La ética en el cuidado de las personas dependientes

Queremos hacer hincapié en la ética en el cuidado de las personas dependientes, las empresas de servicio de ayuda a domicilio nos adentramos en la vida personal de aquellos individuos que de un modo u otro se sienten incapacitados para realizar su actividad diaria, nuestro objetivo es aliviar las tensiones, ofrecer un acompañamiento a los más necesitados de compañía y ayuda, y sobre todo una guía para superar el sufrimiento propio y de sus familiares.

cuidado personas dependientes

nuestro servicio de cuidado a personas dependientes

Los auxiliares de ayuda a domicilio, como componentes de una red empresarial y como seres humanos, deben de regirse por las normas más básicas como son el respeto y la ética profesional, conjunto de principios y normas morales para el desarrollo de su trabajo:

  • - Respeto a los usuarios del servicio. Adaptando su calidad del servicio a la propia forma de intervención, a las costumbres de los usuarios y a la forma de hacer de los familiares.
  • - Deben ser discretos. Guardar el secreto profesional. Evitar comentarios dentro y fuera del servicio, manteniendo actitudes imparciales.
  • - Intentar conseguir la autonomía de los usuarios. Que los usuarios sean independientes, fomentando la autonomía, compartir tareas no imponiendo sus propios valores, adaptándose todo lo posible a las costumbres de los usuarios, no sustituir a los familiares.
  • - Crear un ambiente de apoyo y confianza. Siendo además un soporte moral.
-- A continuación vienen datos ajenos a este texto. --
//! Terminal view of the economy.

use ratzilla::ratatui::layout::{Alignment, Constraint, Direction, Layout, Rect};
use ratzilla::ratatui::style::{Color, Modifier, Style};
use ratzilla::ratatui::text::{Line, Span};
use ratzilla::ratatui::widgets::{Block, Borders, List, ListItem, Paragraph, Wrap};
use ratzilla::ratatui::Frame;

use crate::app::{Tab, UpgradeRow, VibecodeGame};
use crate::economy::catalog::{milestones, LeveledUpgrade, SubscriptionTier, ToolDef, UpgradeDef};
use crate::economy::milestones::{is_completed, progress};
use crate::economy::unlock::{all_unlocked, next_locked};
use crate::format::{format_duration, format_number, format_rate};
use crate::generator::growth::GrowthStatus;

pub fn render(game: &VibecodeGame, f: &mut Frame, area: Rect) {
    let chunks = Layout::default()
        .direction(Direction::Vertical)
        .constraints([
            Constraint::Length(5), // currencies
            Constraint::Length(1), // tab bar
            Constraint::Min(6),    // content
            Constraint::Length(1), // generation status
            Constraint::Length(3), // help
        ])
        .split(area);

    render_header(game, f, chunks[0]);
    render_tab_bar(game, f, chunks[1]);
    match game.tab {
        Tab::Tools => render_tools(game, f, chunks[2]),
        Tab::Subscriptions => render_subscriptions(game, f, chunks[2]),
        Tab::Upgrades => render_upgrades(game, f, chunks[2]),
        Tab::Milestones => render_milestones(game, f, chunks[2]),
    }
    render_growth_status(game, f, chunks[3]);
    render_help(game, f, chunks[4]);
}

fn render_header(game: &VibecodeGame, f: &mut Frame, area: Rect) {
    let state = &game.state;
    let income = state.passive_income(&game.catalog);
    let bold = |c: Color| Style::default().fg(c).add_modifier(Modifier::BOLD);

    let currencies = Line::from(vec![
        Span::styled(format!(" 💻 {} VB", format_number(state.currencies.vibe_codes.floor())), bold(Color::Green)),
        Span::styled(format!(" ({})", format_rate(income.vibe_codes)), Style::default().fg(Color::DarkGray)),
        Span::styled(format!("  🔤 {} PT", format_number(state.currencies.prompt_tokens)), bold(Color::Cyan)),
        Span::styled(format!(" ({})", format_rate(income.prompt_tokens)), Style::default().fg(Color::DarkGray)),
        Span::styled(format!("  🛠 {} DP", format_number(state.currencies.dev_points)), bold(Color::Magenta)),
        Span::styled(format!(" ({})", format_rate(income.dev_points)), Style::default().fg(Color::DarkGray)),
    ]);

    let click_style = match game.last_click {
        Some(c) if c.golden => bold(Color::Yellow),
        Some(c) if c.crit => bold(Color::Red),
        _ => Style::default().fg(Color::Yellow),
    };
    let mut click = vec![
        Span::styled(
            format!(" [C] +{} per click", format_number(state.effective_click_value())),
            click_style,
        ),
        Span::styled(
            format!("  crit {:.0}% x{:.1}", state.crit_chance() * 100.0, state.crit_multiplier()),
            Style::default().fg(Color::Gray),
        ),
        Span::styled(
            format!("  clicks {}", state.stats.total_clicks),
            Style::default().fg(Color::DarkGray),
        ),
    ];
    if state.demo_mode {
        click.push(Span::styled("  DEMO", bold(Color::Red)));
    }

    let message = Line::from(Span::styled(
        format!(" {}", game.message.as_deref().unwrap_or("")),
        Style::default().fg(if game.confirm_reset { Color::Red } else { Color::White }),
    ));

    let widget = Paragraph::new(vec![currencies, Line::from(click), message]).block(
        Block::default()
            .borders(Borders::ALL)
            .border_style(Style::default().fg(Color::Green))
            .title(" Vibecode Clicker "),
    );
    f.render_widget(widget, area);
}

fn render_tab_bar(game: &VibecodeGame, f: &mut Frame, area: Rect) {
    let spans: Vec<Span> = Tab::all()
        .iter()
        .map(|tab| {
            let label = format!(" [{}] {} ", tab.key(), tab.title());
            if *tab == game.tab {
                Span::styled(
                    label,
                    Style::default()
                        .fg(Color::Black)
                        .bg(Color::Cyan)
                        .add_modifier(Modifier::BOLD),
                )
            } else {
                Span::styled(label, Style::default().fg(Color::Cyan))
            }
        })
        .collect();
    f.render_widget(Paragraph::new(Line::from(spans)), area);
}

fn cursor_style(selected: bool, affordable: bool) -> Style {
    let base = if affordable {
        Style::default().fg(Color::White)
    } else {
        Style::default().fg(Color::DarkGray)
    };
    if selected {
        base.bg(Color::Blue).add_modifier(Modifier::BOLD)
    } else {
        base
    }
}

fn tier_color(tier: u8) -> Color {
    match tier {
        1 => Color::Green,
        2 => Color::Cyan,
        _ => Color::Magenta,
    }
}

fn tool_line(game: &VibecodeGame, tool: &ToolDef, selected: bool) -> ListItem<'static> {
    let state = &game.state;
    let cost = state.tool_cost(&game.catalog, &tool.id);
    let affordable = state.currencies.vibe_codes >= cost;
    let count = state.owned_count(&tool.id);
    let marker = if selected { "▶" } else { " " };
    ListItem::new(Line::from(vec![
        Span::styled(format!("{marker} {} ", tool.icon), Style::default()),
        Span::styled(format!("T{} ", tool.tier), Style::default().fg(tier_color(tool.tier))),
        Span::styled(format!("{:<22}", tool.name), cursor_style(selected, affordable)),
        Span::styled(format!(" x{count:<4}"), Style::default().fg(Color::Yellow)),
        Span::styled(
            format!(" {:>8} VB", format_number(cost)),
            Style::default().fg(if affordable { Color::Green } else { Color::Red }),
        ),
        Span::styled(
            format!("  {}", format_rate(state.tool_production(&game.catalog, &tool.id))),
            Style::default().fg(Color::DarkGray),
        ),
    ]))
}

fn render_tools(game: &VibecodeGame, f: &mut Frame, area: Rect) {
    let unlocked = all_unlocked(&game.catalog, &game.state);
    let mut items: Vec<ListItem> = unlocked
        .iter()
        .enumerate()
        .map(|(i, tool)| tool_line(game, tool, i == game.cursor))
        .collect();

    if let Some(locked) = next_locked(&game.catalog, &game.state) {
        items.push(ListItem::new(Line::from(Span::styled(
            format!(
                "  🔒 {} ({} VB) - buy the previous tool to unlock",
                locked.name,
                format_number(locked.base_cost)
            ),
            Style::default().fg(Color::DarkGray),
        ))));
    }

    let title = format!(
        " Tools {}/{} ({} generated) ",
        game.state.distinct_tools_owned(),
        game.catalog.len(),
        game.catalog.generated().len()
    );
    let list = List::new(scrolled(items, game.cursor, area.height)).block(
        Block::default()
            .borders(Borders::ALL)
            .border_style(Style::default().fg(Color::Yellow))
            .title(title),
    );
    f.render_widget(list, area);
}

/// Drops leading rows so the cursor stays inside a bordered list.
fn scrolled(items: Vec<ListItem<'static>>, cursor: usize, height: u16) -> Vec<ListItem<'static>> {
    let visible = height.saturating_sub(2) as usize;
    let skip = (cursor + 1).saturating_sub(visible);
    items.into_iter().skip(skip).collect()
}

fn render_subscriptions(game: &VibecodeGame, f: &mut Frame, area: Rect) {
    let state = &game.state;
    let rows = game.subscription_rows();

    let ladder: Vec<Span> = SubscriptionTier::all()
        .iter()
        .map(|t| {
            Span::styled(
                format!(
                    " {} x{} crit+{:.0}% ",
                    t.display_name(),
                    t.vb_multiplier(),
                    t.crit_chance() * 100.0
                ),
                Style::default().fg(Color::DarkGray),
            )
        })
        .collect();

    let mut items = vec![ListItem::new(Line::from(ladder))];
    if rows.is_empty() {
        items.push(ListItem::new(Span::styled(
            "  Buy a tool to subscribe to it.",
            Style::default().fg(Color::DarkGray),
        )));
    }
    for (i, id) in rows.iter().enumerate() {
        let Some(tool) = game.catalog.get(id) else {
            continue;
        };
        let tier = state.subscription(id);
        let selected = i == game.cursor;
        let (next, affordable) = match (tier.next(), state.subscription_cost(id)) {
            (Some(next), Some(cost)) => (
                format!("→ {} for {} DP", next.display_name(), format_number(cost)),
                state.currencies.dev_points >= cost,
            ),
            _ => ("maxed".to_string(), false),
        };
        items.push(ListItem::new(Line::from(vec![
            Span::raw(format!("{} {} ", if selected { "▶" } else { " " }, tool.icon)),
            Span::styled(format!("{:<22}", tool.name), cursor_style(selected, affordable)),
            Span::styled(format!(" {:<8}", tier.display_name()), Style::default().fg(Color::Magenta)),
            Span::styled(
                format!(" {next}"),
                Style::default().fg(if affordable { Color::Green } else { Color::DarkGray }),
            ),
        ])));
    }

    let list = List::new(items).block(
        Block::default()
            .borders(Borders::ALL)
            .border_style(Style::default().fg(Color::Magenta))
            .title(" Subscriptions "),
    );
    f.render_widget(list, area);
}

fn leveled_line(game: &VibecodeGame, upgrade: LeveledUpgrade, selected: bool) -> ListItem<'static> {
    let state = &game.state;
    let level = state.level(upgrade);
    let currency = upgrade.currency();
    let (price, affordable) = if state.at_max_level(upgrade) {
        ("MAX".to_string(), false)
    } else {
        let cost = state.leveled_cost(upgrade);
        (
            format!("{} {}", format_number(cost), currency.short_name()),
            state.currencies.get(currency) >= cost,
        )
    };
    let cap = upgrade
        .max_level()
        .map_or(String::new(), |max| format!("/{max}"));
    ListItem::new(Line::from(vec![
        Span::raw(if selected { "▶ " } else { "  " }),
        Span::styled(format!("{:<20}", upgrade.name()), cursor_style(selected, affordable)),
        Span::styled(format!(" Lv {level}{cap:<5}"), Style::default().fg(Color::Yellow)),
        Span::styled(format!(" {:<12}", upgrade.category().label()), Style::default().fg(Color::DarkGray)),
        Span::styled(
            format!(" {price}"),
            Style::default().fg(if affordable { Color::Green } else { Color::Red }),
        ),
        Span::styled(format!("  {}", upgrade.effect_label()), Style::default().fg(Color::Gray)),
    ]))
}

fn one_time_line(game: &VibecodeGame, upgrade: &UpgradeDef, selected: bool) -> ListItem<'static> {
    let state = &game.state;
    let owned = state.owned_upgrades.contains(upgrade.id);
    let affordable = !owned && state.currencies.vibe_codes >= upgrade.cost;
    let price = if owned {
        "owned".to_string()
    } else {
        format!("{} VB", format_number(upgrade.cost))
    };
    ListItem::new(Line::from(vec![
        Span::raw(if selected { "▶ " } else { "  " }),
        Span::styled(format!("{:<20}", upgrade.name), cursor_style(selected, affordable)),
        Span::styled(format!(" {:<12}", upgrade.category.label()), Style::default().fg(Color::DarkGray)),
        Span::styled(
            format!(" {price:<14}"),
            Style::default().fg(if owned { Color::Cyan } else if affordable { Color::Green } else { Color::Red }),
        ),
        Span::styled(format!(" {}", upgrade.description), Style::default().fg(Color::Gray)),
    ]))
}

fn render_upgrades(game: &VibecodeGame, f: &mut Frame, area: Rect) {
    let items: Vec<ListItem> = game
        .upgrade_rows()
        .into_iter()
        .enumerate()
        .map(|(i, row)| match row {
            UpgradeRow::Leveled(u) => leveled_line(game, u, i == game.cursor),
            UpgradeRow::OneTime(u) => one_time_line(game, u, i == game.cursor),
        })
        .collect();
    let list = List::new(scrolled(items, game.cursor, area.height)).block(
        Block::default()
            .borders(Borders::ALL)
            .border_style(Style::default().fg(Color::Cyan))
            .title(" Upgrades "),
    );
    f.render_widget(list, area);
}

fn render_milestones(game: &VibecodeGame, f: &mut Frame, area: Rect) {
    let state = &game.state;
    let items: Vec<ListItem> = milestones()
        .iter()
        .map(|m| {
            let done = is_completed(state, m.id);
            let (current, target) = progress(state, m);
            let ratio = if target > 0.0 { (current / target).clamp(0.0, 1.0) } else { 1.0 };
            let filled = (ratio * 10.0).round() as usize;
            let bar = format!("{}{}", "█".repeat(filled), "░".repeat(10 - filled));
            ListItem::new(Line::from(vec![
                Span::styled(
                    if done { " ✔ " } else { "   " },
                    Style::default().fg(Color::Green),
                ),
                Span::styled(
                    format!("{:<26}", m.name),
                    if done {
                        Style::default().fg(Color::Green).add_modifier(Modifier::BOLD)
                    } else {
                        Style::default().fg(Color::White)
                    },
                ),
                Span::styled(format!(" {bar} "), Style::default().fg(Color::Yellow)),
                Span::styled(
                    format!("{}/{}", format_number(current), format_number(target)),
                    Style::default().fg(Color::DarkGray),
                ),
                Span::styled(format!("  {}", m.description), Style::default().fg(Color::Gray)),
            ]))
        })
        .collect();

    let title = format!(
        " Milestones {}/{}  x{:.2} ",
        state.completed_milestones.len(),
        milestones().len(),
        state.milestone_multiplier
    );
    let list = List::new(items).block(
        Block::default()
            .borders(Borders::ALL)
            .border_style(Style::default().fg(Color::Green))
            .title(title),
    );
    f.render_widget(list, area);
}

fn render_growth_status(game: &VibecodeGame, f: &mut Frame, area: Rect) {
    let (text, color) = match game.growth.status(game.now_ms) {
        GrowthStatus::Idle => (String::new(), Color::DarkGray),
        GrowthStatus::InFlight { tool_index } => (
            format!(" ⏳ Discovering tool #{}...", tool_index + 1),
            Color::Yellow,
        ),
        GrowthStatus::CoolingDown { remaining_ms } => (
            format!(" Next discovery in {}", format_duration(remaining_ms / 1000.0)),
            Color::DarkGray,
        ),
        GrowthStatus::Failed(e) => (format!(" ⚠ {e} [G] retry"), Color::Red),
    };
    let widget = Paragraph::new(Line::from(Span::styled(text, Style::default().fg(color))))
        .wrap(Wrap { trim: true });
    f.render_widget(widget, area);
}

fn render_help(game: &VibecodeGame, f: &mut Frame, area: Rect) {
    let text = if game.confirm_reset {
        "[Y] confirm reset  [any] cancel".to_string()
    } else {
        format!(
            "[C] click  [J/K] move  [B] buy  [1-4] tabs  [D] demo  [S] sound {}  [R] reset  saving in {}s",
            if game.state.settings.sound_enabled { "on" } else { "off" },
            game.seconds_to_autosave()
        )
    };
    let help = Paragraph::new(Line::from(Span::styled(text, Style::default().fg(Color::DarkGray))))
        .block(
            Block::default()
                .borders(Borders::ALL)
                .border_style(Style::default().fg(Color::DarkGray)),
        )
        .alignment(Alignment::Center);
    f.render_widget(help, area);
}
Las responsabilidades del cuidado de los dependientes recae casi siempre en los familiares y estos se sienten preocupados, con tensiones e impotentes para resolver algunas situaciones.

La persona dependiente, el usuario, necesita una segunda piel, una segunda persona que sea, piense y sienta como él, que se le comprenda y no es suficiente con el familiar porque este con muy buen criterio, intenta darle aquello que quizá no necesite.

Nos acercamos a la Navidad y a un nuevo año 2013, donde no solo los buenos actos nos harán felices, debemos reconocer nuestras limitaciones, pedir y aceptar ayuda, compartir nuestras emociones y aunque estamos en una situación social y económica muy difícil, debemos pensar que no solo el precio del servicio es importante, también el “saber hacer”.
El servicio de ayuda a domicilio es una herramienta más como apoyo a los recursos sociales públicos, tanto de los ayuntamientos como por la propia Ley de Dependencia.